More about Elinor, Jean and Anna
Contributor
George Bellows composed Elinor, Jean, and Anna in the bucolic town of Woodstock, New York.
For some people born in the '80's, Woodstock may conjure an image of Fred Durst, lead yeller of the now-vintage band Limp Bizkit, bellowing at a muddy, intoxicated mass of people at a concert called "Woodstock '99." Woodstock '99 was such a disaster that it is thankfully eclipsed in our cultural memory by the original festival, the 1969 "Aquarian Exposition: 3 Days of Peace & Music," which served as a watershed moment for disillusioned suburban teenagers who opposed the war in Vietnam.
Fifty years earlier, Bellows' Woodstock was a family escape from the high-pressure, concentrated grime of New York City, where the painter had achieved enormous critical acclaim by painting the struggles of poor and working class people. Elinor, Jean, and Anna shows, from left to right, the artist's maternal aunt, Fanny or Fannie Smith (AKA Elinor), the artist's daughter with Emma Story, Jean, and Anna Wilhelmina Smith Bellows, the artist's mother. Bellows adored his Aunt Fanny, who helped raise him as a child before moving to San Diego to be married. They corresponded frequently and visited with one another whenever possible. Though this painting is quite dark in color, there is a warmth expressed that signals Bellows' affection for his family. The two older women softly smile as they attend to the child, Fanny reaching out her hand to Jean in a gesture of tenderness, or even guidance. One gets the sense that Bellows, now in the later stages of his career and more focused on his family than ever, is appreciating the passage of time between generations, and the maternal love and care of the women in his life.
In her Vanity Fair review of Elinor, Jean, and Anna, subtitled "A Note on a Portrait by George Bellows of Three American Types," Ruth Suckow writes that both women, although from different generations, have "known what it is to work." "They keep the little girl between them," and the girl holds a book, which would have been unavailable to her elders when they were growing up in the country. Jean represents the third generation of the "pioneer" immigrant family. "They are proud of her golden hair, her white skin," which will never know the tanning of outdoor labor, "and her white dresses." She already has her own bank account, and, "just before her youth is over, she will marry exactly the right kind of person." Though this description makes the painting seem like celebration of his family's own financial success, Bellows nonetheless considered himself to be an advocate for the dispossessed of the world.
Sources
- Baldwin, James. The Evidence of Things Not Seen: Reissued Edition. New York: MacMillan, 1995.

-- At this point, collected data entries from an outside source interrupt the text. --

//! Handler registry and job execution.
//!
//! The executor resolves a job's handler by name, runs it as a supervised
//! task under the per-job deadline, and reports the outcome to the queue
//! engine and the result backend. A panicking handler never takes its
//! worker down; the panic payload becomes an ordinary retryable failure.

use crate::error::{BananasError, BananasResult};
use crate::job::{Job, JobId};
use crate::metrics::names;
use crate::queue::Queue;
use crate::result::{JobResult, ResultBackend};
use futures::future::BoxFuture;
use metrics::histogram;
use parking_lot::RwLock;
use std::collections::HashMap;
use std::future::Future;
use std::sync::atomic::{AtomicBool, Ordering};
use std::sync::Arc;
use std::time::Duration;
use tokio::sync::Notify;
use tokio::time::{timeout, Instant};
use tracing::{debug, error, warn};

/// Cooperative cancellation handle passed to handlers.
///
/// Cancellation is advisory: a handler that ignores it is dropped at the
/// deadline anyway, but a handler that observes it can stop side effects
/// early during shutdown.
#[derive(Clone, Default)]
pub struct CancelToken {
    inner: Arc<CancelInner>,
}

#[derive(Default)]
struct CancelInner {
    cancelled: AtomicBool,
    notify: Notify,
    parent: Option<CancelToken>,
}

impl CancelToken {
    /// Creates an uncancelled root token.
    pub fn new() -> Self {
        Self::default()
    }

    /// Creates a child token; cancelling the parent cancels the child, but
    /// not the other way around.
    pub fn child(&self) -> Self {
        Self {
            inner: Arc::new(CancelInner {
                cancelled: AtomicBool::new(false),
                notify: Notify::new(),
                parent: Some(self.clone()),
            }),
        }
    }

    /// Signals cancellation to all observers of this token and its
    /// children.
    pub fn cancel(&self) {
        self.inner.cancelled.store(true, Ordering::SeqCst);
        self.inner.notify.notify_waiters();
    }

    /// Whether cancellation has been signalled here or on an ancestor.
    pub fn is_cancelled(&self) -> bool {
        self.inner.cancelled.load(Ordering::SeqCst)
            || self
                .inner
                .parent
                .as_ref()
                .is_some_and(|parent| parent.is_cancelled())
    }

    /// Resolves once cancellation is signalled.
    pub fn cancelled(&self) -> BoxFuture<'_, ()> {
        Box::pin(async move {
            loop {
                let notified = self.inner.notify.notified();
                tokio::pin!(notified);
                notified.as_mut().enable();
                if self.is_cancelled() {
                    return;
                }
                match &self.inner.parent {
                    Some(parent) => {
                        let from_parent: BoxFuture<'_, ()> = parent.cancelled();
                        tokio::select! {
                            _ = notified => {}
                            _ = from_parent => return,
                        }
                    }
                    None => notified.await,
                }
            }
        })
    }
}

/// Execution context handed to handlers alongside the job.
#[derive(Clone)]
pub struct JobContext {
    /// Job being executed.
    pub job_id: JobId,
    /// Failed-attempt count before this execution.
    pub attempt: u32,
    /// Retry budget.
    pub max_retries: u32,
    /// Instant at which the execution deadline expires.
    pub deadline: Instant,
    /// Cooperative cancellation token for this execution.
    pub cancel: CancelToken,
}

impl JobContext {
    /// Whether this execution is the last one before dead-lettering.
    pub fn is_last_attempt(&self) -> bool {
        self.attempt >= self.max_retries
    }
}

/// Boxed handler future: optional result bytes or an error.
pub type HandlerFuture = BoxFuture<'static, Result<Option<Vec<u8>>, BananasError>>;

/// A registered handler.
pub type Handler = Arc<dyn Fn(JobContext, Job) -> HandlerFuture + Send + Sync>;

/// In-process map from job name to handler.
///
/// Read-mostly: registration happens during startup, lookups happen on the
/// hot path under a read lock.
#[derive(Default)]
pub struct HandlerRegistry {
    handlers: RwLock<HashMap<String, Handler>>,
}

impl HandlerRegistry {
    /// Creates an empty registry.
    pub fn new() -> Self {
        Self::default()
    }

    /// Registers a handler under `name`, replacing any previous one.
    pub fn register<F, Fut>(&self, name: impl Into<String>, handler: F)
    where
        F: Fn(JobContext, Job) -> Fut + Send + Sync + 'static,
        Fut: Future<Output = Result<Option<Vec<u8>>, BananasError>> + Send + 'static,
    {
        let name = name.into();
        let handler: Handler = Arc::new(move |ctx, job| Box::pin(handler(ctx, job)));
        self.handlers.write().insert(name.clone(), handler);
        debug!(job_name = %name, "registered handler");
    }

    /// Looks up a handler by name.
    pub fn get(&self, name: &str) -> Option<Handler> {
        self.handlers.read().get(name).cloned()
    }

    /// Registered handler names.
    pub fn names(&self) -> Vec<String> {
        self.handlers.read().keys().cloned().collect()
    }

    /// Whether any handlers are registered.
    pub fn is_empty(&self) -> bool {
        self.handlers.read().is_empty()
    }
}

/// Runs jobs and reports outcomes.
pub struct Executor {
    registry: Arc<HandlerRegistry>,
    queue: Arc<Queue>,
    results: Arc<ResultBackend>,
    job_timeout: Duration,
}

impl Executor {
    /// Creates an executor.
    pub fn new(
        registry: Arc<HandlerRegistry>,
        queue: Arc<Queue>,
        results: Arc<ResultBackend>,
        job_timeout: Duration,
    ) -> Self {
        Self {
            registry,
            queue,
            results,
            job_timeout,
        }
    }

    /// Executes one job to a terminal report.
    ///
    /// Every outcome funnels into exactly one of `Queue::complete` or
    /// `Queue::fail`, followed by a best-effort result store. Queue errors
    /// during the report are logged; a result-store failure never causes a
    /// completed job to be retried.
    pub async fn execute(&self, shutdown: &CancelToken, job: Job) {
        let started = Instant::now();
        let outcome = self.run_handler(shutdown, &job).await;
        let duration = started.elapsed();
        histogram!(names::JOB_DURATION_SECONDS).record(duration.as_secs_f64());

        match outcome {
            Ok(result_bytes) => {
                debug!(job_id = %job.id, name = %job.name, ?duration, "job succeeded");
                if let Err(e) = self.queue.complete(&job.id).await {
                    error!(job_id = %job.id, error = %e, "failed to mark job completed");
                }
                let record = JobResult::success(job.id.clone(), result_bytes, duration);
                if let Err(e) = self.results.store_result(&record).await {
                    warn!(job_id = %job.id, error = %e, "failed to store job result");
                }
            }
            Err(err) => {
                let message = err.to_string();
                warn!(job_id = %job.id, name = %job.name, error = %message, "job failed");
                // The typed error decides retry vs immediate dead-letter.
                if let Err(e) = self.queue.fail(&job, &err).await {
                    error!(job_id = %job.id, error = %e, "failed to record job failure");
                }
                let record = JobResult::failure(job.id.clone(), message, duration);
                if let Err(e) = self.results.store_result(&record).await {
                    warn!(job_id = %job.id, error = %e, "failed to store job result");
                }
            }
        }
    }

    async fn run_handler(
        &self,
        shutdown: &CancelToken,
        job: &Job,
    ) -> BananasResult<Option<Vec<u8>>> {
        let Some(handler) = self.registry.get(&job.name) else {
            return Err(BananasError::HandlerNotFound(job.name.clone()));
        };

        let cancel = shutdown.child();
        let ctx = JobContext {
            job_id: job.id.clone(),
            attempt: job.attempts,
            max_retries: job.max_retries,
            deadline: Instant::now() + self.job_timeout,
            cancel: cancel.clone(),
        };

        // Supervised task: a panic in the handler surfaces as a JoinError
        // instead of unwinding through the worker.
        let mut task = tokio::spawn(handler(ctx, job.clone()));

        match timeout(self.job_timeout, &mut task).await {
            Ok(Ok(result)) => result,
            Ok(Err(join_err)) => {
                if join_err.is_panic() {
                    Err(BananasError::HandlerPanic(panic_message(join_err)))
                } else {
                    Err(BananasError::Worker("handler task was cancelled".to_string()))
                }
            }
            Err(_elapsed) => {
                cancel.cancel();
                task.abort();
                Err(BananasError::Timeout(self.job_timeout.as_secs()))
            }
        }
    }
}

fn panic_message(err: tokio::task::JoinError) -> String {
    let payload = err.into_panic();
    if let Some(s) = payload.downcast_ref::<&str>() {
        (*s).to_string()
    } else if let Some(s) = payload.downcast_ref::<String>() {
        s.clone()
    } else {
        "non-string panic payload".to_string()
    }
}
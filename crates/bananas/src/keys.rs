//! Store key layout.
//!
//! All keys live under a shared namespace prefix (`bananas` by default) so
//! that cross-language clients agree on the layout bit-for-bit.

use crate::job::Priority;

/// Default namespace prefix applied to every key.
pub const DEFAULT_PREFIX: &str = "bananas";

/// Key builder for the queue layout.
///
/// Shared keys are precomputed at construction; hot-path per-id keys are
/// cheap `format!` calls. Worker source lists are precomputed once via
/// [`Keys::ready_sources`].
#[derive(Debug, Clone)]
pub struct Keys {
    prefix: String,
    processing: String,
    dead: String,
    scheduled: String,
}

impl Keys {
    /// Create a key builder with the given namespace prefix.
    pub fn new(prefix: impl Into<String>) -> Self {
        let prefix = prefix.into();
        Self {
            processing: format!("{}:queue:processing", prefix),
            dead: format!("{}:queue:dead", prefix),
            scheduled: format!("{}:queue:scheduled", prefix),
            prefix,
        }
    }

    /// Job record key (string).
    pub fn job(&self, id: &str) -> String {
        format!("{}:job:{}", self.prefix, id)
    }

    /// Ready-queue list key for a (routing key, priority) pair.
    pub fn ready(&self, routing_key: &str, priority: Priority) -> String {
        format!(
            "{}:route:{}:queue:{}",
            self.prefix,
            routing_key,
            priority.as_str()
        )
    }

    /// Shared processing list key.
    pub fn processing(&self) -> &str {
        &self.processing
    }

    /// Shared dead-letter list key.
    pub fn dead(&self) -> &str {
        &self.dead
    }

    /// Shared delayed sorted-set key (score = fire time, seconds since epoch).
    pub fn scheduled(&self) -> &str {
        &self.scheduled
    }

    /// Result record key (hash).
    pub fn result(&self, job_id: &str) -> String {
        format!("{}:result:{}", self.prefix, job_id)
    }

    /// Result notification channel for a job.
    pub fn result_channel(&self, job_id: &str) -> String {
        format!("{}:result:notify:{}", self.prefix, job_id)
    }

    /// Persistent schedule state key (hash).
    pub fn schedule_state(&self, schedule_id: &str) -> String {
        format!("{}:schedules:{}", self.prefix, schedule_id)
    }

    /// Distributed per-schedule lock key (string holding the owner token).
    pub fn schedule_lock(&self, schedule_id: &str) -> String {
        format!("{}:schedule_lock:{}", self.prefix, schedule_id)
    }

    /// Ordered dequeue source list: the cross-product of routing keys
    /// (outer) and priorities (inner).
    ///
    /// The order is what gives dequeue its preference semantics: the first
    /// routing key's queues are fully scanned, highest priority first,
    /// before the second routing key is consulted.
    pub fn ready_sources(&self, routing_keys: &[String], priorities: &[Priority]) -> Vec<String> {
        let mut sources = Vec::with_capacity(routing_keys.len() * priorities.len());
        for rk in routing_keys {
            for &priority in priorities {
                sources.push(self.ready(rk, priority));
            }
        }
        sources
    }
}

impl Default for Keys {
    fn default() -> Self {
        Self::new(DEFAULT_PREFIX)
    }
}
//! Background maintenance loops.
//!
//! The promotion loop moves due delayed jobs into their ready queues. It
//! needs no cross-instance coordination: promotion is idempotent, so two
//! instances racing on the same batch promote it once. The reaper loop is
//! optional and only runs when a threshold is configured.

use crate::executor::CancelToken;
use crate::queue::Queue;
use std::sync::Arc;
use std::time::Duration;
use tracing::{debug, warn};

/// Runs the ready-promotion loop until cancelled.
pub async fn run_promoter(queue: Arc<Queue>, interval: Duration, shutdown: CancelToken) {
    let mut ticker = tokio::time::interval(interval);
    ticker.set_missed_tick_behavior(tokio::time::MissedTickBehavior::Skip);
    debug!(interval_ms = interval.as_millis() as u64, "promotion loop started");

    loop {
        tokio::select! {
            _ = shutdown.cancelled() => break,
            _ = ticker.tick() => {
                match queue.move_scheduled_to_ready().await {
                    Ok(0) => {}
                    Ok(promoted) => debug!(count = promoted, "promoted delayed jobs"),
                    Err(e) => warn!(error = %e, "promotion pass failed"),
                }
            }
        }
    }

    debug!("promotion loop stopped");
}

/// Runs the processing-list reaper until cancelled.
///
/// Requeues jobs whose worker died mid-processing. The threshold must
/// exceed the longest legitimate job or completed work will be executed
/// twice; at-least-once delivery makes that safe but not free.
pub async fn run_reaper(
    queue: Arc<Queue>,
    threshold: Duration,
    interval: Duration,
    shutdown: CancelToken,
) {
    let mut ticker = tokio::time::interval(interval);
    ticker.set_missed_tick_behavior(tokio::time::MissedTickBehavior::Skip);
    debug!(
        threshold_secs = threshold.as_secs(),
        "processing reaper started"
    );

    loop {
        tokio::select! {
            _ = shutdown.cancelled() => break,
            _ = ticker.tick() => {
                match queue.reap_processing(threshold).await {
                    Ok(0) => {}
                    Ok(reaped) => warn!(count = reaped, "requeued stranded jobs"),
                    Err(e) => warn!(error = %e, "reaper pass failed"),
                }
            }
        }
    }

    debug!("processing reaper stopped");
}
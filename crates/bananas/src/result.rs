//! Result backend.
//!
//! Stores one record per finished job under `result:{id}` with a TTL
//! differentiated by outcome, publishes a notification on the job's result
//! channel, and supports blocking waits via subscribe-then-recheck so no
//! notification can be missed. Result storage is best-effort and never
//! gates a queue state transition.

use crate::config::ResultConfig;
use crate::error::{BananasError, BananasResult};
use crate::job::JobId;
use crate::keys::Keys;
use crate::store::{Store, StoreOp};
use base64::engine::general_purpose::STANDARD as BASE64;
use base64::Engine;
use chrono::{DateTime, SecondsFormat, Utc};
use std::collections::HashMap;
use std::sync::Arc;
use std::time::Duration;
use tokio::time::Instant;
use tracing::debug;

/// Message published on a job's result channel when its record commits.
pub const READY_MESSAGE: &str = "ready";

/// Outcome of a finished job.
#[derive(Debug, Clone, Copy, PartialEq, Eq)]
pub enum ResultStatus {
    Completed,
    Failed,
}

impl ResultStatus {
    fn as_str(&self) -> &'static str {
        match self {
            ResultStatus::Completed => "completed",
            ResultStatus::Failed => "failed",
        }
    }

    fn parse(s: &str) -> Option<Self> {
        match s {
            "completed" => Some(ResultStatus::Completed),
            "failed" => Some(ResultStatus::Failed),
            _ => None,
        }
    }
}

/// A per-job result record.
#[derive(Debug, Clone, PartialEq)]
pub struct JobResult {
    pub job_id: JobId,
    pub status: ResultStatus,
    pub completed_at: DateTime<Utc>,
    pub duration: Duration,
    /// Handler output bytes; present only on success.
    pub result: Option<Vec<u8>>,
    /// Error message; present only on failure.
    pub error: Option<String>,
}

impl JobResult {
    /// Builds a success record.
    pub fn success(job_id: JobId, result: Option<Vec<u8>>, duration: Duration) -> Self {
        Self {
            job_id,
            status: ResultStatus::Completed,
            completed_at: Utc::now(),
            duration,
            result,
            error: None,
        }
    }

    /// Builds a failure record.
    pub fn failure(job_id: JobId, error: impl Into<String>, duration: Duration) -> Self {
        Self {
            job_id,
            status: ResultStatus::Failed,
            completed_at: Utc::now(),
            duration,
            result: None,
            error: Some(error.into()),
        }
    }

    fn to_fields(&self) -> Vec<(String, String)> {
        let mut fields = vec![
            ("status".to_string(), self.status.as_str().to_string()),
            (
                "completed_at".to_string(),
                self.completed_at
                    .to_rfc3339_opts(SecondsFormat::Millis, true),
            ),
            (
                "duration_ms".to_string(),
                self.duration.as_millis().to_string(),
            ),
        ];
        match self.status {
            ResultStatus::Completed => {
                // The hash field goes through a string-typed store API;
                // base64 keeps arbitrary bytes intact.
                let encoded = BASE64.encode(self.result.as_deref().unwrap_or_default());
                fields.push(("result".to_string(), encoded));
            }
            ResultStatus::Failed => {
                fields.push((
                    "error".to_string(),
                    self.error.clone().unwrap_or_default(),
                ));
            }
        }
        fields
    }

    fn from_fields(job_id: &JobId, fields: &HashMap<String, String>) -> BananasResult<Self> {
        let malformed = |what: &str| {
            BananasError::MalformedPayload(format!(
                "result record for job {} has invalid {}",
                job_id, what
            ))
        };

        let status = fields
            .get("status")
            .and_then(|s| ResultStatus::parse(s))
            .ok_or_else(|| malformed("status"))?;

        let completed_at = fields
            .get("completed_at")
            .and_then(|s| DateTime::parse_from_rfc3339(s).ok())
            .map(|dt| dt.with_timezone(&Utc))
            .ok_or_else(|| malformed("completed_at"))?;

        let duration_ms: u64 = fields
            .get("duration_ms")
            .and_then(|s| s.parse().ok())
            .ok_or_else(|| malformed("duration_ms"))?;

        let result = match status {
            ResultStatus::Completed => Some(
                fields
                    .get("result")
                    .map(|encoded| BASE64.decode(encoded))
                    .transpose()
                    .map_err(|_| malformed("result"))?
                    .unwrap_or_default(),
            ),
            ResultStatus::Failed => None,
        };

        let error = match status {
            ResultStatus::Failed => Some(fields.get("error").cloned().unwrap_or_default()),
            ResultStatus::Completed => None,
        };

        Ok(Self {
            job_id: job_id.clone(),
            status,
            completed_at,
            duration: Duration::from_millis(duration_ms),
            result,
            error,
        })
    }
}

/// Store-backed result backend.
pub struct ResultBackend {
    store: Arc<dyn Store>,
    keys: Keys,
    config: ResultConfig,
}

impl ResultBackend {
    /// Creates a result backend over the given store.
    pub fn new(store: Arc<dyn Store>, keys: Keys, config: ResultConfig) -> Self {
        Self {
            store,
            keys,
            config,
        }
    }

    /// Whether result storage is enabled at all.
    pub fn enabled(&self) -> bool {
        self.config.enabled
    }

    /// Commits a result record and notifies waiters. One pipeline: hash
    /// write, TTL, publish.
    pub async fn store_result(&self, result: &JobResult) -> BananasResult<()> {
        if !self.config.enabled {
            return Ok(());
        }

        let ttl_secs = match result.status {
            ResultStatus::Completed => self.config.success_ttl_secs,
            ResultStatus::Failed => self.config.failure_ttl_secs,
        };

        let key = self.keys.result(result.job_id.as_str());
        self.store
            .pipeline(vec![
                StoreOp::HSet {
                    key: key.clone(),
                    fields: result.to_fields(),
                },
                StoreOp::Expire { key, ttl_secs },
                StoreOp::Publish {
                    channel: self.keys.result_channel(result.job_id.as_str()),
                    message: READY_MESSAGE.to_string(),
                },
            ])
            .await?;

        debug!(job_id = %result.job_id, status = result.status.as_str(), "stored job result");
        Ok(())
    }

    /// Fetches a result record, or `None` if absent or expired.
    pub async fn get_result(&self, job_id: &JobId) -> BananasResult<Option<JobResult>> {
        let fields = self.store.hgetall(&self.keys.result(job_id.as_str())).await?;
        if fields.is_empty() {
            return Ok(None);
        }
        Ok(Some(JobResult::from_fields(job_id, &fields)?))
    }

    /// Blocks until the job's result is available or `timeout` elapses.
    ///
    /// The subscription is opened between two reads so a result committed
    /// at any point is observed: either by the first read, by the re-check
    /// after the subscription is confirmed, or by the notification. On
    /// timeout a final read is attempted before reporting
    /// [`BananasError::ResultTimeout`]. Any number of concurrent waiters
    /// may wait on the same id.
    pub async fn wait_for_result(
        &self,
        job_id: &JobId,
        timeout: Duration,
    ) -> BananasResult<JobResult> {
        let deadline = Instant::now() + timeout;

        // The job may already be finished.
        if let Some(result) = self.get_result(job_id).await? {
            return Ok(result);
        }

        let mut subscription = self
            .store
            .subscribe(&self.keys.result_channel(job_id.as_str()))
            .await?;

        // The result may have landed between the first read and the
        // subscription being confirmed.
        if let Some(result) = self.get_result(job_id).await? {
            return Ok(result);
        }

        loop {
            let remaining = deadline.saturating_duration_since(Instant::now());
            if remaining.is_zero() {
                break;
            }

            match tokio::time::timeout(remaining, subscription.recv()).await {
                Ok(Some(_message)) => {
                    if let Some(result) = self.get_result(job_id).await? {
                        return Ok(result);
                    }
                    // Notification without a readable record; keep waiting.
                }
                // Subscription closed or timed out: fall through to the
                // final read.
                Ok(None) | Err(_) => break,
            }
        }

        match self.get_result(job_id).await? {
            Some(result) => Ok(result),
            None => Err(BananasError::ResultTimeout(job_id.to_string())),
        }
    }
}

#[cfg(test)]
mod tests {
    use super::*;
    use crate::store::MemoryStore;

    fn backend() -> ResultBackend {
        ResultBackend::new(
            Arc::new(MemoryStore::new()),
            Keys::new("bananas"),
            ResultConfig::default(),
        )
    }

    #[tokio::test]
    async fn store_then_get_round_trip() {
        let backend = backend();
        let id = JobId::from("J1");
        let stored = JobResult::success(id.clone(), Some(b"out".to_vec()), Duration::from_millis(42));

        backend.store_result(&stored).await.unwrap();

        let fetched = backend.get_result(&id).await.unwrap().unwrap();
        assert_eq!(fetched.status, ResultStatus::Completed);
        assert_eq!(fetched.result.as_deref(), Some(b"out".as_slice()));
        assert_eq!(fetched.error, None);
        assert_eq!(fetched.duration, Duration::from_millis(42));
    }

    #[tokio::test]
    async fn failure_record_carries_error() {
        let backend = backend();
        let id = JobId::from("J2");
        backend
            .store_result(&JobResult::failure(id.clone(), "boom", Duration::from_millis(7)))
            .await
            .unwrap();

        let fetched = backend.get_result(&id).await.unwrap().unwrap();
        assert_eq!(fetched.status, ResultStatus::Failed);
        assert_eq!(fetched.error.as_deref(), Some("boom"));
        assert_eq!(fetched.result, None);
    }

    #[tokio::test]
    async fn absent_result_is_none() {
        let backend = backend();
        assert!(backend
            .get_result(&JobId::from("missing"))
            .await
            .unwrap()
            .is_none());
    }

    #[tokio::test]
    async fn wait_returns_existing_result_immediately() {
        let backend = backend();
        let id = JobId::from("J3");
        backend
            .store_result(&JobResult::success(id.clone(), None, Duration::ZERO))
            .await
            .unwrap();

        let result = backend
            .wait_for_result(&id, Duration::from_millis(50))
            .await
            .unwrap();
        assert_eq!(result.status, ResultStatus::Completed);
    }

    #[tokio::test]
    async fn wait_observes_notification() {
        let store = Arc::new(MemoryStore::new());
        let backend = Arc::new(ResultBackend::new(
            store,
            Keys::new("bananas"),
            ResultConfig::default(),
        ));
        let id = JobId::from("J4");

        let waiter = backend.clone();
        let waiter_id = id.clone();
        let handle = tokio::spawn(async move {
            waiter
                .wait_for_result(&waiter_id, Duration::from_secs(5))
                .await
        });

        tokio::time::sleep(Duration::from_millis(50)).await;
        backend
            .store_result(&JobResult::success(id, Some(b"late".to_vec()), Duration::ZERO))
            .await
            .unwrap();

        let result = tokio::time::timeout(Duration::from_secs(1), handle)
            .await
            .expect("waiter should wake")
            .unwrap()
            .unwrap();
        assert_eq!(result.result.as_deref(), Some(b"late".as_slice()));
    }

    #[tokio::test]
    async fn concurrent_waiters_all_observe() {
        let backend = Arc::new(backend());
        let id = JobId::from("J5");

        let mut handles = Vec::new();
        for _ in 0..3 {
            let waiter = backend.clone();
            let waiter_id = id.clone();
            handles.push(tokio::spawn(async move {
                waiter
                    .wait_for_result(&waiter_id, Duration::from_secs(5))
                    .await
            }));
        }

        tokio::time::sleep(Duration::from_millis(50)).await;
        backend
            .store_result(&JobResult::success(id, None, Duration::ZERO))
            .await
            .unwrap();

        for handle in handles {
            let result = tokio::time::timeout(Duration::from_secs(1), handle)
                .await
                .expect("waiter should wake")
                .unwrap()
                .unwrap();
            assert_eq!(result.status, ResultStatus::Completed);
        }
    }

    #[tokio::test]
    async fn wait_timeout_is_typed() {
        let backend = backend();
        let err = backend
            .wait_for_result(&JobId::from("never"), Duration::from_millis(30))
            .await
            .unwrap_err();
        assert!(matches!(err, BananasError::ResultTimeout(_)));
    }

    #[tokio::test]
    async fn disabled_backend_stores_nothing() {
        let backend = ResultBackend::new(
            Arc::new(MemoryStore::new()),
            Keys::new("bananas"),
            ResultConfig {
                enabled: false,
                ..ResultConfig::default()
            },
        );
        let id = JobId::from("J6");
        backend
            .store_result(&JobResult::success(id.clone(), None, Duration::ZERO))
            .await
            .unwrap();
        assert!(backend.get_result(&id).await.unwrap().is_none());
    }
}
//! Handler and schedule registration for this worker deployment.
//!
//! The stock binary ships two utility handlers so a fresh deployment can be
//! exercised end to end; real deployments replace these with their own job
//! types.

use bananas::executor::HandlerRegistry;
use bananas::scheduler::ScheduleRegistry;
use bananas::{codec, BananasError, Job, JobContext};
use tracing::{info, warn};

/// Registers this deployment's handlers.
pub fn install(registry: &HandlerRegistry) {
    // Returns its payload unchanged. Useful for smoke-testing a deployment.
    registry.register("echo", |_ctx: JobContext, job: Job| async move {
        Ok(Some(job.payload.clone()))
    });

    // Logs its payload at info level.
    registry.register("log", |_ctx: JobContext, job: Job| async move {
        match codec::decode_json::<serde_json::Value>(&job.payload) {
            Ok(value) => info!(job_id = %job.id, payload = %value, "log job"),
            Err(e) => return Err(BananasError::Handler(format!("undecodable payload: {}", e))),
        }
        Ok(None)
    });

    if registry.names().len() == 2 {
        warn!("only the stock handlers are registered; submitted jobs with other names will fail");
    }
}

/// Registers this deployment's periodic schedules. Empty by default.
pub fn install_schedules(_registry: &ScheduleRegistry) {}
//! Error types for the task queue.

use thiserror::Error;

/// Result type for queue operations.
pub type BananasResult<T> = Result<T, BananasError>;

/// Errors produced by the task queue system.
#[derive(Debug, Error)]
pub enum BananasError {
    /// Store connection or I/O failure.
    #[error("store error: {0}")]
    Store(#[from] redis::RedisError),

    /// Store connection pool failure.
    #[error("store pool error: {0}")]
    Pool(#[from] deadpool_redis::PoolError),

    /// Serialization or deserialization failure.
    #[error("serialization error: {0}")]
    Serialization(#[from] serde_json::Error),

    /// Payload carries a codec tag this implementation does not know.
    #[error("unsupported payload tag: {0:#04x}")]
    UnsupportedPayloadTag(u8),

    /// Payload bytes are structurally unusable (empty, bad encoding).
    #[error("malformed payload: {0}")]
    MalformedPayload(String),

    /// Job record exists but cannot be decoded.
    #[error("malformed job record: {0}")]
    MalformedJob(String),

    /// Routing key is empty, too long, or contains invalid characters.
    #[error("invalid routing key: {0:?}")]
    InvalidRoutingKey(String),

    /// Cron expression is not a valid 5-field expression.
    #[error("invalid cron expression {expression:?}: {reason}")]
    InvalidCronExpression { expression: String, reason: String },

    /// Timezone is not a known IANA zone.
    #[error("invalid timezone: {0:?}")]
    InvalidTimezone(String),

    /// Schedule id does not match the allowed format.
    #[error("invalid schedule id: {0:?}")]
    InvalidScheduleId(String),

    /// No handler registered under the job's name.
    #[error("no handler registered for job {0:?}")]
    HandlerNotFound(String),

    /// Handler terminated abnormally; the diagnostic carries the panic payload.
    #[error("handler panicked: {0}")]
    HandlerPanic(String),

    /// Handler returned an error.
    #[error("handler failed: {0}")]
    Handler(String),

    /// Handler exceeded the per-job execution deadline.
    #[error("job timed out after {0} seconds")]
    Timeout(u64),

    /// Waiting for a job result exceeded the caller's timeout.
    #[error("timed out waiting for result of job {0}")]
    ResultTimeout(String),

    /// Configuration is invalid; fatal at bootstrap.
    #[error("configuration error: {0}")]
    Configuration(String),

    /// Worker pool lifecycle error.
    #[error("worker error: {0}")]
    Worker(String),

    /// Scheduler lifecycle error.
    #[error("scheduler error: {0}")]
    Scheduler(String),
}

impl BananasError {
    /// Whether a job failing with this error should take the retry path.
    ///
    /// Structurally broken jobs (bad payloads, undecodable records) go
    /// straight to the dead-letter queue without consuming retries.
    pub fn is_retryable(&self) -> bool {
        matches!(
            self,
            BananasError::Store(_)
                | BananasError::Pool(_)
                | BananasError::Handler(_)
                | BananasError::HandlerPanic(_)
                | BananasError::HandlerNotFound(_)
                | BananasError::Timeout(_)
                | BananasError::Worker(_)
        )
    }
}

- Berger, Martin A. Sight Unseen: Whiteness and American Visual Culture. Berkeley: University of California Press, 2005.
- Lears, Jackson. "George Bellows: New York knock-out." The Royal Academy, Feb. 27, 2013, https://www.royalacademy.org.uk/article/george-bellows-new-york.
- "Leaving the Country: George Bellows at Woodstock." TFAOI, http://www.tfaoi.com/aa/4aa/4aa158.htm.
- LIFE. Oct. 27, 1941.
- Magazine of Art, Volume 13, no. 8. New York: American Federation of Arts, 1922.
- Spaulding, Karen Lee. 125 masterpieces from the collection of the Albright-Knox Art Gallery. Buffalo, NY: Albright-Knox, 1987.
- Vanity Fair, Volumes 25-26. New York: Condé Nast, 1926.